Top Rated Hyderabad Call Girls Chintal ⟟ 9332606886 ⟟ Call Me For Genuine Se...
Aug2014 spiral genetics anchored assembly
1. SV Detection via
Anchored Assembly
How can we best call structural variants?
Becky Drees,Jeremy Bruestle, Cheinan Marks
2. SV Detection via Anchored Assembly
Brief Description of Anchored Assembly Method
Testing vs GIAB Variant Set & Validated SV Sets
How Do We Describe SVs from Detected Breakpoints?
Please do not distribute without permission.
!
3. Input data
Any Species
with a draft genome
Existing NGS Data
No special library prep
~20x per ploidy
Please do not distribute without permission.

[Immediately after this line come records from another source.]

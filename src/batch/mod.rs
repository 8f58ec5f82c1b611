//! Batch validation of every address in a tabular file.
//!
//! [`run_batch`] is a pure transform: it reads records out of an input
//! [`Table`] and produces a new, augmented table with the validation columns
//! appended, plus a [`BatchSummary`]. Progress reporting goes through the
//! injected [`BatchObserver`] so the probing logic stays free of UI concerns.

mod table;

pub use table::{Table, TableError};

use std::time::Duration;

use serde::{Deserialize, Serialize};
use thiserror::Error;

use crate::format::{is_email_format_valid, split_address};
use crate::probe::Prober;

/// Columns appended to every record, in output order.
pub const RESULT_COLUMNS: [&str; 5] = [
    "format_valid",
    "reachable",
    "validation_message",
    "username",
    "domain",
];

pub const INVALID_FORMAT_MESSAGE: &str = "Invalid email format";

#[derive(Debug, Error)]
pub enum BatchError {
    #[error("column '{name}' not found in the input file")]
    ColumnNotFound { name: String },
    #[error("the input table has no records")]
    EmptyTable,
    #[error(transparent)]
    Table(#[from] TableError),
}

#[derive(Debug, Clone)]
pub struct BatchOptions {
    /// Name of the column holding the candidate addresses.
    pub email_column: String,
    /// Pause inserted between records to avoid tripping abuse defenses on the
    /// probed servers.
    pub pacing: Duration,
}

impl Default for BatchOptions {
    fn default() -> Self {
        Self {
            email_column: "email".to_string(),
            pacing: Duration::from_millis(100),
        }
    }
}

/// Progress side-channel. Implementations must not assume they are called
/// from any particular thread; the batch runner is single-threaded.
pub trait BatchObserver {
    fn on_record(&self, index: usize, total: usize, email: &str);
    fn on_finished(&self, summary: &BatchSummary);
}

/// Observer that reports nothing.
#[derive(Debug, Clone, Copy, Default)]
pub struct NullObserver;

impl BatchObserver for NullObserver {
    fn on_record(&self, _index: usize, _total: usize, _email: &str) {}
    fn on_finished(&self, _summary: &BatchSummary) {}
}

/// Counts over a finished batch.
#[derive(Debug, Clone, Copy, PartialEq, Eq, Serialize, Deserialize)]
pub struct BatchSummary {
    pub total: usize,
    pub format_valid: usize,
    pub reachable: usize,
}

impl BatchSummary {
    pub fn format_valid_display(&self) -> String {
        display_with_percent(self.format_valid, self.total)
    }

    pub fn reachable_display(&self) -> String {
        display_with_percent(self.reachable, self.total)
    }
}

fn display_with_percent(count: usize, total: usize) -> String {
    if total == 0 {
        return format!("{count} (0.0%)");
    }
    let percent = count as f64 / total as f64 * 100.0;
    format!("{count} ({percent:.1}%)")
}

/// Augmented table plus summary returned by [`run_batch`].
#[derive(Debug, Clone)]
pub struct BatchOutcome {
    pub table: Table,
    pub summary: BatchSummary,
}

/// Validates every record of `input` and returns a new table with the
/// [`RESULT_COLUMNS`] appended.
///
/// Format-invalid or empty addresses never reach the prober; format-valid
/// ones are probed through `prober` with the configured pacing delay between
/// records. Probe failures are recorded in the row's message column and never
/// abort the run; only file-level problems (missing column, empty table) do.
/// Execution is fully sequential.
pub fn run_batch(
    input: &Table,
    options: &BatchOptions,
    prober: &dyn Prober,
    observer: &dyn BatchObserver,
) -> Result<BatchOutcome, BatchError> {
    if input.is_empty() {
        return Err(BatchError::EmptyTable);
    }
    let column = input
        .column_index(&options.email_column)
        .ok_or_else(|| BatchError::ColumnNotFound {
            name: options.email_column.clone(),
        })?;

    let mut headers = input.headers.clone();
    headers.extend(RESULT_COLUMNS.iter().map(|name| name.to_string()));

    let total = input.len();
    let mut rows = Vec::with_capacity(total);
    let mut summary = BatchSummary {
        total,
        format_valid: 0,
        reachable: 0,
    };

    for (index, row) in input.rows.iter().enumerate() {
        let email = row.get(column).map(String::as_str).unwrap_or_default().trim();
        observer.on_record(index, total, email);

        let result = validate_record(email, prober);
        if result.format_valid {
            summary.format_valid += 1;
        }
        if result.reachable {
            summary.reachable += 1;
        }

        let mut augmented = row.clone();
        // Records shorter than the header are padded so the result columns
        // stay aligned.
        augmented.resize(input.headers.len(), String::new());
        augmented.push(result.format_valid.to_string());
        augmented.push(result.reachable.to_string());
        augmented.push(result.message);
        augmented.push(result.username);
        augmented.push(result.domain);
        rows.push(augmented);

        if index + 1 < total && !options.pacing.is_zero() {
            std::thread::sleep(options.pacing);
        }
    }

    observer.on_finished(&summary);
    Ok(BatchOutcome {
        table: Table::new(headers, rows),
        summary,
    })
}

struct RecordResult {
    format_valid: bool,
    reachable: bool,
    message: String,
    username: String,
    domain: String,
}

fn validate_record(email: &str, prober: &dyn Prober) -> RecordResult {
    if !is_email_format_valid(email) {
        return RecordResult {
            format_valid: false,
            reachable: false,
            message: INVALID_FORMAT_MESSAGE.to_string(),
            username: String::new(),
            domain: String::new(),
        };
    }

    // The format gate guarantees exactly one '@' with text on both sides.
    let (username, domain) = split_address(email).unwrap_or(("", ""));

    // Probe failures are per-record: the row carries the error message and
    // the remaining records are still processed.
    let (reachable, message) = match prober.probe(email) {
        Ok(report) => (report.is_reachable(), report.outcome.message()),
        Err(err) => {
            tracing::warn!(%email, error = %err, "probe failed, record marked unreachable");
            (false, format!("Probe error: {err}"))
        }
    };

    RecordResult {
        format_valid: true,
        reachable,
        message,
        username: username.to_string(),
        domain: domain.to_string(),
    }
}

4. Step 1: Read Correction
A* error correction
1000 2000 3000 4000 5000
0
K-mer Quality Score Distribution
0 200 400 600 800 1000 1200
K-mer Count
Please do not distribute without permission.
Total K-mer Quality Score
!
• Similar to Euler or Quake
• Corrects the read without
using reference
information
• Reduces error from 1% to
0.01%
5. Step 2: Remove Reference Matches
Please do not distribute without permission.
!
• Remove reads that are an
exact match to reference
• Significantly reduces the
complexity of the graph
• Reduces required
memory usage (40GB for
whole human genome)
6. Step 3: Read Overlap Graph
Read overlap
assembly
R7 R8
R3 R6 R9
8 9 8 9
Please do not distribute without permission.
!
• Construct a read overlap
graph with the remaining
reads
• Provides more context
than a kmer-based de
Bruijn graph
7 7 7
7
7
8
7
R1 R2
R3 R5
7. Step 4: Anchoring
Please do not distribute without permission.
!
• Anchor assemblies to
reference coordinates
• Provide breakpoint
information while keeping
reference bias low
Anchoring
8. Step 5: Variant Validation
Variant validation
T T A G A T A A C A
Please do not distribute without permission.
!
• Assemble variant sequence
from read overlap graph
• Computes minimal cost
variation (similar to Smith-
Waterman)
• Calls variants and QC to
remove likely false positives
A A T G A C T T A G . . A
G A C T T A G A T A
A C
C T T A G A T A A C
A T T
A G A T A A C A T T
G
G A T A A C A T T G
G A C T T A G A T A A C A T T G
T A G
Reference
Assembled
R2
R3
R4
R5
R6
9. NA12878 SNP Detection vs GIAB
Please do not distribute without permission.
Anchored)Assembly)only)
13,307)
Genome)in)a)Bo8le)only)
144,463)
!
2,596,897)
Sensi@vity:))95%)
Precision:))99.5%)
13. How to describe SVs from breakpoints?
#CHROM
POS
ID
REF
ALT
QUAL
FILTER
1
1500000
bnd_A
T
T[1:1501108[
100
PASS
INFO
FORMAT
SAMPLE
DP=26;NS=1;SVTYPE=BND;MATEID=bnd_B;AID=1234
DP:ED:OV
26:72:89
#CHROM
POS
ID
REF
ALT
QUAL
FILTER
1
1501108
bnd_B
G
]1:1500000]G
100
PASS
INFO
FORMAT
SAMPLE
DP=26;NS=1;SVTYPE=BND;MATEID=bnd_A;AID=1234
DP:ED:OV
26:72:89
Please do not distribute without permission.
As breakend records:
As SV events:
14. How to describe SVs from breakpoints?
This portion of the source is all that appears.